■ Assignment: The word "stdout" may appear in the records below. Report how many lines contain it, and write nothing besides the number.

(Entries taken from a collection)
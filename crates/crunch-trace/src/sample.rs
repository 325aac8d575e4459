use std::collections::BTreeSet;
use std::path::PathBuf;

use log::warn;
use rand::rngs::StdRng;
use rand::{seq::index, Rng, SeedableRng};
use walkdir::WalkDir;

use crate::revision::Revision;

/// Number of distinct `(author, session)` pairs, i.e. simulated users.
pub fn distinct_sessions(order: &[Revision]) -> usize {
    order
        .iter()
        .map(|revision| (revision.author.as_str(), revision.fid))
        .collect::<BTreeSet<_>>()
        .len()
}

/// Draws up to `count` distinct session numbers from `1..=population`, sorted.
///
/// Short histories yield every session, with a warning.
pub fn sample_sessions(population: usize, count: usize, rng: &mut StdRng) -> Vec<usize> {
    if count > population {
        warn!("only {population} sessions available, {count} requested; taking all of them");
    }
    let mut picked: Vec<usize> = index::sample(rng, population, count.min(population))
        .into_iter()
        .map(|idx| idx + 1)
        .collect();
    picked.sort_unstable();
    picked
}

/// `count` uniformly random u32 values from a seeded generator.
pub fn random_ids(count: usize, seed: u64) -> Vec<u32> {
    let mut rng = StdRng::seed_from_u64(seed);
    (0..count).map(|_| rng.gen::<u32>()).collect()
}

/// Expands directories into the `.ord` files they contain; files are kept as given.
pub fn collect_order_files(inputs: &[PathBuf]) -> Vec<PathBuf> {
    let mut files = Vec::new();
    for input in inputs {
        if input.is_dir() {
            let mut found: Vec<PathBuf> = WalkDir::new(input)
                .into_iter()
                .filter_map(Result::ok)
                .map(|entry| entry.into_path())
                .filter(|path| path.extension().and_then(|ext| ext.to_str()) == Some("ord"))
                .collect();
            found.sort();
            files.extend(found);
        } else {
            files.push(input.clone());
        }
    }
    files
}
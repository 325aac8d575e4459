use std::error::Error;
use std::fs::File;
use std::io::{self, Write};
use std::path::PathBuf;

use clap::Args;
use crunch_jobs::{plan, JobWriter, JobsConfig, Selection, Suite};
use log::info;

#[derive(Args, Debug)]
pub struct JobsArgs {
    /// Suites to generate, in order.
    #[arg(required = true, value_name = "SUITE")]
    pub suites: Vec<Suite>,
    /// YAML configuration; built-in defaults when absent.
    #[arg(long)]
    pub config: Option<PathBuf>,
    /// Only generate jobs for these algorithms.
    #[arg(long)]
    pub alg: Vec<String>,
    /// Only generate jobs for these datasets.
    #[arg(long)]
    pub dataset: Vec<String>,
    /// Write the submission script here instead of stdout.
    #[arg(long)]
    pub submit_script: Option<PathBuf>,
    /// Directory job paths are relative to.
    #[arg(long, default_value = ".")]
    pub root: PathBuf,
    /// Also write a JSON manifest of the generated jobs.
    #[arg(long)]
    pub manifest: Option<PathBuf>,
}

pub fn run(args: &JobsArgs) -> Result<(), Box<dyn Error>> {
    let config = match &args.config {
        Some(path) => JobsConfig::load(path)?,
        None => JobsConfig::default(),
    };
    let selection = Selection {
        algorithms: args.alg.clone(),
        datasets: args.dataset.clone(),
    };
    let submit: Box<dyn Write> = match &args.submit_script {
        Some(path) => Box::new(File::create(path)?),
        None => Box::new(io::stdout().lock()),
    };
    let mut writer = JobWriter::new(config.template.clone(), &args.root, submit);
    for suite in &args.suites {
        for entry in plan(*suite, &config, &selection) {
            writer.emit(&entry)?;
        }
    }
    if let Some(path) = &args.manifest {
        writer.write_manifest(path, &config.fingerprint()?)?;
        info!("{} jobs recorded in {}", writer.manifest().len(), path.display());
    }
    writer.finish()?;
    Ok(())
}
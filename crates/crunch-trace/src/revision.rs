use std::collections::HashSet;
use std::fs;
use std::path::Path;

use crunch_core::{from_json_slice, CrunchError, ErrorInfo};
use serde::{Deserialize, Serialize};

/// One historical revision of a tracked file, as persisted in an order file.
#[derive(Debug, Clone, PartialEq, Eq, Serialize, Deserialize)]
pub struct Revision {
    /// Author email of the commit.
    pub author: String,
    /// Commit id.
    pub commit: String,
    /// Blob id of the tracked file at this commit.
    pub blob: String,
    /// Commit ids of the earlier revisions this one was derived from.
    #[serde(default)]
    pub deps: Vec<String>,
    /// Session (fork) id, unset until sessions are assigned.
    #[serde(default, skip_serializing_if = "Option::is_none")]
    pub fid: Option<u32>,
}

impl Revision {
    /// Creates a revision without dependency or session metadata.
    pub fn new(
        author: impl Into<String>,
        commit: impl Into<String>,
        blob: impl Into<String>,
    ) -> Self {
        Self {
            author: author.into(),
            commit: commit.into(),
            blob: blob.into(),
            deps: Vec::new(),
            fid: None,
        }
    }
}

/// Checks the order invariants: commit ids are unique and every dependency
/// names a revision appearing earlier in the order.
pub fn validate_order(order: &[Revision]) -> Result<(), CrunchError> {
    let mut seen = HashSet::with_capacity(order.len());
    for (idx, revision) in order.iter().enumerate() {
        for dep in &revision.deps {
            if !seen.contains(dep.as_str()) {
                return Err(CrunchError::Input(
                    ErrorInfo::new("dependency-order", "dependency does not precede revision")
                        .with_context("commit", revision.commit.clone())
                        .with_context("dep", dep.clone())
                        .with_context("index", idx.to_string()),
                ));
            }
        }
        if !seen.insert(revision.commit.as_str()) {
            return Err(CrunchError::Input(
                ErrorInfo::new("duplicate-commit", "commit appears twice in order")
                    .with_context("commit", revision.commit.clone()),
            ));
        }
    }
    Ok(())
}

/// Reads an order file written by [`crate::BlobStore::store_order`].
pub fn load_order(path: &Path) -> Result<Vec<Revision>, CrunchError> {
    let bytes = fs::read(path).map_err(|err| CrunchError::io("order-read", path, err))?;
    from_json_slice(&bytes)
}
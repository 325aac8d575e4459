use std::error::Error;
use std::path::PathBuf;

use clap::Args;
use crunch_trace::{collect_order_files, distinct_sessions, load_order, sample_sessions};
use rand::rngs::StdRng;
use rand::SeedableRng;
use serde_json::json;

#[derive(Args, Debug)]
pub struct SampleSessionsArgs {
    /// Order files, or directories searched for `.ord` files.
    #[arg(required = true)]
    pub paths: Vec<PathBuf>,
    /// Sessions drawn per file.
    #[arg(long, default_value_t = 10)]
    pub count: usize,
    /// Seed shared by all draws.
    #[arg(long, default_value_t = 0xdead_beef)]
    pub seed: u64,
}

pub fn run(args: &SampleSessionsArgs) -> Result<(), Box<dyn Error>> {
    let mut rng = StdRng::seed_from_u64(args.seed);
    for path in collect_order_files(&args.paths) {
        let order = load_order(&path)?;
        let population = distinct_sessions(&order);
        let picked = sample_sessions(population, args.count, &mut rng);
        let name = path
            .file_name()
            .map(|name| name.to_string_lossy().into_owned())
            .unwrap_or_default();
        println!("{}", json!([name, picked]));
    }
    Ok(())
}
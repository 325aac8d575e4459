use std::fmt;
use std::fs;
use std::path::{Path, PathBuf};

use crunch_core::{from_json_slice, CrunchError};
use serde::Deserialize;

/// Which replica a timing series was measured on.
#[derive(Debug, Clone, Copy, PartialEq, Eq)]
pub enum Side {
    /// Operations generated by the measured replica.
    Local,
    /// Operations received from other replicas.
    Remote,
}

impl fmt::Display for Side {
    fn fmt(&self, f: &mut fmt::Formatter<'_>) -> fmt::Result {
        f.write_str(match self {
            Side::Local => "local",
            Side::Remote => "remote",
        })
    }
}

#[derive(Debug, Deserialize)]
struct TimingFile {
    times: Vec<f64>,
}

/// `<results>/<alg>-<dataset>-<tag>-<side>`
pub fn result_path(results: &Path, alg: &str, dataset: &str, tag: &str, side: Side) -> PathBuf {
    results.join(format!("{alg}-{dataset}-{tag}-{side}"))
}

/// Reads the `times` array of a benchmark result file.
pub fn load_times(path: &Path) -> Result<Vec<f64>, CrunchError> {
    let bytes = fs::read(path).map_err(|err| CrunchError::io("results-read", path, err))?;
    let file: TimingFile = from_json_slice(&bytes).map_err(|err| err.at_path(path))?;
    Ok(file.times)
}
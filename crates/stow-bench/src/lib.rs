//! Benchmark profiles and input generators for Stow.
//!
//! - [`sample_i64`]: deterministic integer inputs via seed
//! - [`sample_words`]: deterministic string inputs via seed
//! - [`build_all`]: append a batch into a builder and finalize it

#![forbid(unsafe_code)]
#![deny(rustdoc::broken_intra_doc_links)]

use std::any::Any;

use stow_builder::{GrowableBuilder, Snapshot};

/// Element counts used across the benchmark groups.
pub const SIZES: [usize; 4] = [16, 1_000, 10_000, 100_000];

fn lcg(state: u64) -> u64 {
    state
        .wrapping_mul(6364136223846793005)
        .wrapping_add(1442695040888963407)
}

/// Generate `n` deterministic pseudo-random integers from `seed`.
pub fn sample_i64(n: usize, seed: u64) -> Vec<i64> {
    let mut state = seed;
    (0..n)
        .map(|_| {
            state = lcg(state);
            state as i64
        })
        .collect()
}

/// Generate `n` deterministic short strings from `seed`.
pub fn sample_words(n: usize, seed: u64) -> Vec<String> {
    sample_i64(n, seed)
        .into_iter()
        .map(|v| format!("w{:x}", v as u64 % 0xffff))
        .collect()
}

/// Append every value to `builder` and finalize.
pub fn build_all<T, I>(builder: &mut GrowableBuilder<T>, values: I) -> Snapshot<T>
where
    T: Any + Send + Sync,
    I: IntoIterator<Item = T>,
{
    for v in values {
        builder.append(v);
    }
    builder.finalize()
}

■ Written reply: 2